Accepting this is the first step on the way to a lean organisation.

Remember, the only person you can change is yourself; you can only present a better way for others to follow it is their choice whether they do.

As a manager you are responsible for setting the standard for your area, if you always walk past debris on the floor and neglect to pick it up you are showing your team the state of the plant is not important, you must be aware of your actions and the message you are giving at all times.

Let’s take a look at how a lean manager manages.

  • Communicates a high plant standard by modelling the behaviour at all times in the working day.
  • Sets expectations for the area communicate the goals to the team and follows up to ensure the goals are being achieved.
  • Teaches their team by asking questions of the process, the role of the manager is as a coach to the team; go to the place of work ask them what the top issue is today, see if there is anything you can do together to remove the issue, a step on from waiting for them to arrive at your office and more personal than writing an email.
  • Thanks the team for raising problems; in a lean organisation only be identifying your problems can you work to eliminate them, if people stop bringing you problems the business stops improving.

The role of the manager as an enforcer is long past, and yet this zombie idea still walks around in organizations and attacks people.

The deep contribution of lean thinking is showing how one can both lead and care by shifting from using others as an extra pair of hands to develop their own autonomy, teamwork, and initiative.

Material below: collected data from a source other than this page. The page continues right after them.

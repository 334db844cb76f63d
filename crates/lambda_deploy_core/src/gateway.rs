//! REST API wiring: integration and permission ARNs, invoke URLs and the CORS
//! header set applied to the proxy resource.

use rand::Rng;

pub const DEFAULT_API_NAME: &str = "movie-predictor-api";
pub const DEFAULT_RESOURCE_PATH_PART: &str = "{proxy+}";
pub const DEFAULT_STAGE_NAME: &str = "prod";
pub const DEFAULT_PREFLIGHT_PATH: &str = "/predict";

pub const PROXY_HTTP_METHOD: &str = "ANY";
pub const PREFLIGHT_HTTP_METHOD: &str = "OPTIONS";
pub const INTEGRATION_HTTP_METHOD: &str = "POST";
pub const AUTHORIZATION_NONE: &str = "NONE";
pub const INVOKE_ACTION: &str = "lambda:InvokeFunction";
pub const APIGATEWAY_PRINCIPAL: &str = "apigateway.amazonaws.com";
pub const STATEMENT_ID_PREFIX: &str = "apigateway-invoke";
pub const CORS_STATUS_CODE: &str = "200";
pub const CORS_MOCK_REQUEST_TEMPLATE: &str = r#"{"statusCode": 200}"#;
pub const JSON_CONTENT_TYPE: &str = "application/json";

#[derive(Debug, Clone, Copy, PartialEq, Eq)]
pub struct CorsHeader {
    pub name: &'static str,
    pub value: &'static str,
}

impl CorsHeader {
    /// Key used in `put-method-response` response parameters.
    pub fn method_response_parameter(&self) -> String {
        format!("method.response.header.{}", self.name)
    }

    /// Static mapping expression used in `put-integration-response`.
    pub fn integration_response_value(&self) -> String {
        format!("'{}'", self.value)
    }
}

pub const CORS_HEADERS: [CorsHeader; 3] = [
    CorsHeader {
        name: "Access-Control-Allow-Origin",
        value: "*",
    },
    CorsHeader {
        name: "Access-Control-Allow-Methods",
        value: "GET,POST,OPTIONS",
    },
    CorsHeader {
        name: "Access-Control-Allow-Headers",
        value: "Content-Type,X-Amz-Date,Authorization,X-Api-Key,X-Amz-Security-Token",
    },
];

pub fn lambda_integration_uri(region: &str, function_arn: &str) -> String {
    format!(
        "arn:aws:apigateway:{region}:lambda:path/2015-03-31/functions/{function_arn}/invocations"
    )
}

/// Source ARN covering every stage, method and path of one REST API.
pub fn execute_api_source_arn(region: &str, account_id: &str, api_id: &str) -> String {
    format!("arn:aws:execute-api:{region}:{account_id}:{api_id}/*/*/*")
}

pub fn invoke_url(api_id: &str, region: &str, stage: &str) -> String {
    format!("https://{api_id}.execute-api.{region}.amazonaws.com/{stage}")
}

/// Permission statement id with a random suffix so repeated runs never
/// collide with an earlier grant.
pub fn statement_id<R: Rng + ?Sized>(rng: &mut R) -> String {
    format!("{STATEMENT_ID_PREFIX}-{:08x}", rng.gen::<u32>())
}

/// Validates the answer to a CORS preflight: status 200 and a wildcard
/// `Access-Control-Allow-Origin`. Header names compare case-insensitively.
pub fn check_preflight_response(status: u16, headers: &[(String, String)]) -> Result<(), String> {
    if status != 200 {
        return Err(format!("preflight returned status {status}, expected 200"));
    }
    let origin = headers
        .iter()
        .find(|(name, _)| name.eq_ignore_ascii_case("access-control-allow-origin"))
        .map(|(_, value)| value.trim());
    match origin {
        Some("*") => Ok(()),
        Some(other) => Err(format!(
            "Access-Control-Allow-Origin is '{other}', expected '*'"
        )),
        None => Err("preflight response has no Access-Control-Allow-Origin header".to_string()),
    }
}
use clap::Args;
use lambda_deploy_core::config::{ConfigKey, DeploymentConfig};
use lambda_deploy_core::gateway::{
    execute_api_source_arn, invoke_url, lambda_integration_uri, statement_id,
    APIGATEWAY_PRINCIPAL, DEFAULT_API_NAME, DEFAULT_RESOURCE_PATH_PART, DEFAULT_STAGE_NAME,
    INVOKE_ACTION, PROXY_HTTP_METHOD,
};
use lambda_deploy_core::stages::Stage;
use rand::RngCore;
use serde_json::json;

use crate::adapters::function::{FunctionService, PermissionGrant, PermissionOutcome};
use crate::adapters::gateway::{Integration, MethodTarget, ResourceSummary, RestApiGateway};
use crate::error::DeployError;
use crate::logging::log_info;
use crate::stages::StageOutcome;

const COMPONENT: &str = "routing";

#[derive(Debug, Clone, PartialEq, Eq, Args)]
pub struct RoutingOptions {
    /// REST API to reuse or create
    #[arg(long, env = "API_NAME", default_value = DEFAULT_API_NAME)]
    pub api_name: String,
    /// Path part of the proxy resource under `/`
    #[arg(long, default_value = DEFAULT_RESOURCE_PATH_PART)]
    pub resource_path: String,
    /// Deployment stage to publish
    #[arg(long, env = "API_STAGE_NAME", default_value = DEFAULT_STAGE_NAME)]
    pub stage_name: String,
}

impl Default for RoutingOptions {
    fn default() -> Self {
        Self {
            api_name: DEFAULT_API_NAME.to_string(),
            resource_path: DEFAULT_RESOURCE_PATH_PART.to_string(),
            stage_name: DEFAULT_STAGE_NAME.to_string(),
        }
    }
}

/// Wires `ANY /<resource_path>` to the function through a proxy integration,
/// grants API Gateway permission to invoke it and publishes a stage.
pub fn provision_routing(
    gateway: &dyn RestApiGateway,
    functions: &dyn FunctionService,
    config: &mut DeploymentConfig,
    options: &RoutingOptions,
    rng: &mut dyn RngCore,
) -> Result<StageOutcome, DeployError> {
    let function_name = config.require(ConfigKey::LambdaFunctionName)?.to_string();
    let function = functions
        .get_function(&function_name)
        .map_err(|message| DeployError::aws("GetFunction", message))?
        .ok_or_else(|| {
            DeployError::aws(
                "GetFunction",
                format!("function '{function_name}' does not exist"),
            )
        })?;

    let (api, api_created) = match gateway
        .find_rest_api(&options.api_name)
        .map_err(|message| DeployError::aws("GetRestApis", message))?
    {
        Some(api) => (api, false),
        None => {
            let api = gateway
                .create_rest_api(&options.api_name)
                .map_err(|message| DeployError::aws("CreateRestApi", message))?;
            log_info(
                COMPONENT,
                "rest_api_created",
                json!({ "name": api.name.clone(), "api_id": api.id.clone() }),
            );
            (api, true)
        }
    };
    config.api_id = Some(api.id.clone());

    let (resource, resource_created) = ensure_resource(gateway, &api.id, &options.resource_path)?;
    config.api_resource_id = Some(resource.id.clone());

    let target = MethodTarget {
        api_id: &api.id,
        resource_id: &resource.id,
        http_method: PROXY_HTTP_METHOD,
    };
    let method = gateway
        .put_method(target)
        .map_err(|message| DeployError::aws("PutMethod", message))?;
    let integration_uri = lambda_integration_uri(&config.aws_region, &function.arn);
    gateway
        .put_integration(
            target,
            &Integration::LambdaProxy {
                uri: integration_uri.clone(),
            },
        )
        .map_err(|message| DeployError::aws("PutIntegration", message))?;

    let grant = PermissionGrant {
        statement_id: statement_id(rng),
        action: INVOKE_ACTION.to_string(),
        principal: APIGATEWAY_PRINCIPAL.to_string(),
        source_arn: execute_api_source_arn(&config.aws_region, &config.aws_account_id, &api.id),
    };
    let permission = functions
        .add_permission(&function_name, &grant)
        .map_err(|message| DeployError::aws("AddPermission", message))?;

    let deployment_id = gateway
        .create_deployment(&api.id, &options.stage_name)
        .map_err(|message| DeployError::aws("CreateDeployment", message))?;
    config.api_stage_name = Some(options.stage_name.clone());

    let url = invoke_url(&api.id, &config.aws_region, &options.stage_name);
    log_info(
        COMPONENT,
        "stage_deployed",
        json!({ "api_id": api.id.clone(), "deployment_id": deployment_id.clone(), "invoke_url": url.clone() }),
    );

    Ok(StageOutcome::new(
        Stage::Routing,
        format!("{url} -> {function_name}"),
        json!({
            "api_id": api.id,
            "api_created": api_created,
            "resource_id": resource.id,
            "resource_path": resource.path,
            "resource_created": resource_created,
            "method": method.as_str(),
            "integration_uri": integration_uri,
            "statement_id": grant.statement_id,
            "permission": match permission {
                PermissionOutcome::Added => "added",
                PermissionOutcome::AlreadyExists => "already_exists",
            },
            "deployment_id": deployment_id,
            "stage": options.stage_name.clone(),
            "invoke_url": url,
        }),
    ))
}

fn ensure_resource(
    gateway: &dyn RestApiGateway,
    api_id: &str,
    path_part: &str,
) -> Result<(ResourceSummary, bool), DeployError> {
    let resources = gateway
        .list_resources(api_id)
        .map_err(|message| DeployError::aws("GetResources", message))?;
    let root = resources
        .iter()
        .find(|resource| resource.path == "/")
        .ok_or_else(|| {
            DeployError::aws("GetResources", format!("REST API '{api_id}' has no root resource"))
        })?;

    if let Some(existing) = resources.iter().find(|resource| {
        resource.parent_id.as_deref() == Some(root.id.as_str())
            && resource.path_part.as_deref() == Some(path_part)
    }) {
        return Ok((existing.clone(), false));
    }

    let created = gateway
        .create_resource(api_id, &root.id, path_part)
        .map_err(|message| DeployError::aws("CreateResource", message))?;
    log_info(
        COMPONENT,
        "resource_created",
        json!({ "api_id": api_id, "resource_id": created.id.clone(), "path": created.path.clone() }),
    );
    Ok((created, true))
}
use clap::Args;
use lambda_deploy_core::config::{ConfigKey, DeploymentConfig};
use lambda_deploy_core::gateway::{
    check_preflight_response, invoke_url, CORS_HEADERS, CORS_MOCK_REQUEST_TEMPLATE,
    CORS_STATUS_CODE, DEFAULT_PREFLIGHT_PATH, PREFLIGHT_HTTP_METHOD,
};
use lambda_deploy_core::stages::Stage;
use serde_json::json;

use crate::adapters::gateway::{Integration, MethodTarget, RestApiGateway};
use crate::adapters::http::{HttpProbe, HttpRequest};
use crate::error::DeployError;
use crate::logging::{log_info, log_warn};
use crate::stages::StageOutcome;

const COMPONENT: &str = "cors";
const PREFLIGHT_ORIGIN: &str = "https://example.com";

#[derive(Debug, Clone, PartialEq, Eq, Args)]
pub struct CorsOptions {
    /// REST API to patch instead of API_ID from the config
    #[arg(long)]
    pub api_id: Option<String>,
    /// Resource to patch instead of API_RESOURCE_ID from the config
    #[arg(long)]
    pub resource_id: Option<String>,
    /// Send a preflight request after redeploying
    #[arg(long)]
    pub verify: bool,
    /// Path (below the stage) used for the preflight request
    #[arg(long, default_value = DEFAULT_PREFLIGHT_PATH)]
    pub preflight_path: String,
}

impl Default for CorsOptions {
    fn default() -> Self {
        Self {
            api_id: None,
            resource_id: None,
            verify: false,
            preflight_path: DEFAULT_PREFLIGHT_PATH.to_string(),
        }
    }
}

impl CorsOptions {
    /// Writes the override identifiers into the config so precondition checks
    /// and the patch both see the same target.
    pub fn apply_overrides(&self, config: &mut DeploymentConfig) {
        if let Some(api_id) = &self.api_id {
            config.api_id = Some(api_id.clone());
        }
        if let Some(resource_id) = &self.resource_id {
            config.api_resource_id = Some(resource_id.clone());
        }
    }
}

/// Adds an `OPTIONS` mock answering with the CORS headers, then redeploys.
pub fn patch_cors(
    gateway: &dyn RestApiGateway,
    http: &dyn HttpProbe,
    config: &DeploymentConfig,
    options: &CorsOptions,
) -> Result<StageOutcome, DeployError> {
    let api_id = options
        .api_id
        .as_deref()
        .map(Ok)
        .unwrap_or_else(|| config.require(ConfigKey::ApiId))?;
    let resource_id = options
        .resource_id
        .as_deref()
        .map(Ok)
        .unwrap_or_else(|| config.require(ConfigKey::ApiResourceId))?;
    let stage_name = config.require(ConfigKey::ApiStageName)?;

    let target = MethodTarget {
        api_id,
        resource_id,
        http_method: PREFLIGHT_HTTP_METHOD,
    };
    let method = gateway
        .put_method(target)
        .map_err(|message| DeployError::aws("PutMethod", message))?;
    gateway
        .put_integration(
            target,
            &Integration::Mock {
                request_template: CORS_MOCK_REQUEST_TEMPLATE.to_string(),
            },
        )
        .map_err(|message| DeployError::aws("PutIntegration", message))?;

    let parameters: Vec<String> = CORS_HEADERS
        .iter()
        .map(|header| header.method_response_parameter())
        .collect();
    let method_response = gateway
        .put_method_response(target, CORS_STATUS_CODE, &parameters)
        .map_err(|message| DeployError::aws("PutMethodResponse", message))?;

    let mappings: Vec<(String, String)> = CORS_HEADERS
        .iter()
        .map(|header| {
            (
                header.method_response_parameter(),
                header.integration_response_value(),
            )
        })
        .collect();
    gateway
        .put_integration_response(target, CORS_STATUS_CODE, &mappings)
        .map_err(|message| DeployError::aws("PutIntegrationResponse", message))?;

    let deployment_id = gateway
        .create_deployment(api_id, stage_name)
        .map_err(|message| DeployError::aws("CreateDeployment", message))?;
    log_info(
        COMPONENT,
        "cors_deployed",
        json!({ "api_id": api_id, "resource_id": resource_id, "deployment_id": deployment_id.clone() }),
    );

    let url = invoke_url(api_id, &config.aws_region, stage_name);
    let verified = if options.verify {
        verify_preflight(http, &url, &options.preflight_path)?;
        true
    } else {
        false
    };

    Ok(StageOutcome::new(
        Stage::Cors,
        format!("CORS enabled on {api_id}/{resource_id}"),
        json!({
            "api_id": api_id,
            "resource_id": resource_id,
            "method": method.as_str(),
            "method_response": method_response.as_str(),
            "headers": mappings
                .iter()
                .map(|(name, value)| json!({ "parameter": name, "value": value }))
                .collect::<Vec<_>>(),
            "deployment_id": deployment_id,
            "invoke_url": url,
            "verified": verified,
        }),
    ))
}

fn verify_preflight(http: &dyn HttpProbe, base_url: &str, path: &str) -> Result<(), DeployError> {
    let url = format!("{}/{}", base_url.trim_end_matches('/'), path.trim_start_matches('/'));
    let request = HttpRequest::new(PREFLIGHT_HTTP_METHOD, url.clone())
        .header("Origin", PREFLIGHT_ORIGIN)
        .header("Access-Control-Request-Method", "POST")
        .header("Access-Control-Request-Headers", "Content-Type");
    let response = http
        .send(&request)
        .map_err(|message| DeployError::verification(format!("preflight to {url}: {message}")))?;

    check_preflight_response(response.status, &response.headers).map_err(|message| {
        log_warn(
            COMPONENT,
            "preflight_rejected",
            json!({ "url": url.clone(), "status": response.status, "reason": message.clone() }),
        );
        DeployError::verification(message)
    })?;
    log_info(COMPONENT, "preflight_verified", json!({ "url": url }));
    Ok(())
}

  1. Make them feel secure: people must feel free of physical injury risk and free of harassment, as well as secure in their jobs and so willing to commit to improvement.
  2. Continuous challenge to make people see problems and improvement opportunities, and develop new skills through training, job rotation, promotion etc.
  3. Utilize full capability by continuously improving value-adding in the job (removing wasteful operations).

What will you do differently today??